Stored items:

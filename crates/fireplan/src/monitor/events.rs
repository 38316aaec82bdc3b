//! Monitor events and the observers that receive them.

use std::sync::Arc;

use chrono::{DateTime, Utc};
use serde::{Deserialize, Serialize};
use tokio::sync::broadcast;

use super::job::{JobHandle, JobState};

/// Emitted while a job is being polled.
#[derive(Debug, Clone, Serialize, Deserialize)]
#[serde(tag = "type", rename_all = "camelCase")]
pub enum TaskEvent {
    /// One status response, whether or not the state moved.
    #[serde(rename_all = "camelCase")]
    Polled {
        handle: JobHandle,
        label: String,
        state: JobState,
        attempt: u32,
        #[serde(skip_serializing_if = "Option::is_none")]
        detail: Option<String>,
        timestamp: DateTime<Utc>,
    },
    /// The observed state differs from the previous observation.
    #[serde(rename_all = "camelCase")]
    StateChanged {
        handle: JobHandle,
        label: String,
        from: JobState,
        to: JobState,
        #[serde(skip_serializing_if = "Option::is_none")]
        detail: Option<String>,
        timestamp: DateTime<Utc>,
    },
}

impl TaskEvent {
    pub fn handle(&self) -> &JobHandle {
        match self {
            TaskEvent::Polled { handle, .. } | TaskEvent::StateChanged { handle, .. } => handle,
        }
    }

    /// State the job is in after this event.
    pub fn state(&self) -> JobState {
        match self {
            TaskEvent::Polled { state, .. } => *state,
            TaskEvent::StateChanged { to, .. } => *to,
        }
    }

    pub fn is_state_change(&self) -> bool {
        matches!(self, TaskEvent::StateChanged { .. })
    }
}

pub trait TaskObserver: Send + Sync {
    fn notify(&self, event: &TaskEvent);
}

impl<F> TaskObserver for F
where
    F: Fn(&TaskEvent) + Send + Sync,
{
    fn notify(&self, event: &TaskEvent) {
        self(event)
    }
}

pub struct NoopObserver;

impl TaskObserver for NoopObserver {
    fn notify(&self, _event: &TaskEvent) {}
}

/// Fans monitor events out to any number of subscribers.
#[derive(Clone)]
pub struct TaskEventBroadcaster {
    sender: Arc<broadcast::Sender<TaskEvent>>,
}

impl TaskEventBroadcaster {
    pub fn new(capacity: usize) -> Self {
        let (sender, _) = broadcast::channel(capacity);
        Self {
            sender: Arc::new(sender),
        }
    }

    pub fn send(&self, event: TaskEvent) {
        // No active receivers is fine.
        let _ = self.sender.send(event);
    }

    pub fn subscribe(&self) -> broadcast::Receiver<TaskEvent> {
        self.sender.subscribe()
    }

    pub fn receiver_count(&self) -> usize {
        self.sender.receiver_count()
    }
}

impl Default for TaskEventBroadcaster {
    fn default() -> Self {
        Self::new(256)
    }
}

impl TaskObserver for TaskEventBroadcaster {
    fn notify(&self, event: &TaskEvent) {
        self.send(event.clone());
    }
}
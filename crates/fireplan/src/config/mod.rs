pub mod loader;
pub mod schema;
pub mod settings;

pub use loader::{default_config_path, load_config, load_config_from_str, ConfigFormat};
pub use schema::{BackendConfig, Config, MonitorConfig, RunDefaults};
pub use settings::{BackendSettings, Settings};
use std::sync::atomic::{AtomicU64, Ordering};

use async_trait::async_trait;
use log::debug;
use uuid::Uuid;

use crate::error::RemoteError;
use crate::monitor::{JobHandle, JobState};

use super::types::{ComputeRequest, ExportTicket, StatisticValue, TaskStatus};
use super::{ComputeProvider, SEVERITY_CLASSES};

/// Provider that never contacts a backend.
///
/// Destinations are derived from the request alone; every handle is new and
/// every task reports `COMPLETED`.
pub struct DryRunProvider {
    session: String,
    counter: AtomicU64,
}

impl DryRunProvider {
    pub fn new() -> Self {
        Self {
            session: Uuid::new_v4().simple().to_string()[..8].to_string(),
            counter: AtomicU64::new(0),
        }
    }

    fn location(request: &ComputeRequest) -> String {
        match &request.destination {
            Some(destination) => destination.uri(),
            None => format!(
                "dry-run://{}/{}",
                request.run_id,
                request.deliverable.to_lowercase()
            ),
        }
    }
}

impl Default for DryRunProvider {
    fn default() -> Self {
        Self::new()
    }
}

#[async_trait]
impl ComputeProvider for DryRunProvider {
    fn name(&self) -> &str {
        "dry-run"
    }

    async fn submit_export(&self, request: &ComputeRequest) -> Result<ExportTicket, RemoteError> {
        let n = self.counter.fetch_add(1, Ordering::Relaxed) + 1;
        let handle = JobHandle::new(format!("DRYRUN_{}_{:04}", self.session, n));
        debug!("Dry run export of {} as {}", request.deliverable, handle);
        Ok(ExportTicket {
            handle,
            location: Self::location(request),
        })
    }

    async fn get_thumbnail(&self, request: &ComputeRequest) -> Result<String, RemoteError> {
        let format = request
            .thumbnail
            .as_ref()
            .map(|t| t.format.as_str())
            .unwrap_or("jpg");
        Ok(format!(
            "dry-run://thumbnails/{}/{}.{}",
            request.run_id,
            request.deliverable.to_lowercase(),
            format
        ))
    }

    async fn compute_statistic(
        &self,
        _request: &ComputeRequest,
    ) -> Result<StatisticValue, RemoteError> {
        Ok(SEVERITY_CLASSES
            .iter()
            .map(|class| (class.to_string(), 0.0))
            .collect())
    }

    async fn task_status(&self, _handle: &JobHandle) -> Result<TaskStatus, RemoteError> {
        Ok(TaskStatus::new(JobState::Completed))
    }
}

• _PROBLEM STATEMENT_
Would you copy all lines in the records where the string "ExportTicket" appears?

• _YOUR SOLUTION_
use super::types::{ComputeRequest, ExportTicket, StatisticValue, TaskStatus};
    async fn submit_export(&self, request: &ComputeRequest) -> Result<ExportTicket, RemoteError> {
        Ok(ExportTicket {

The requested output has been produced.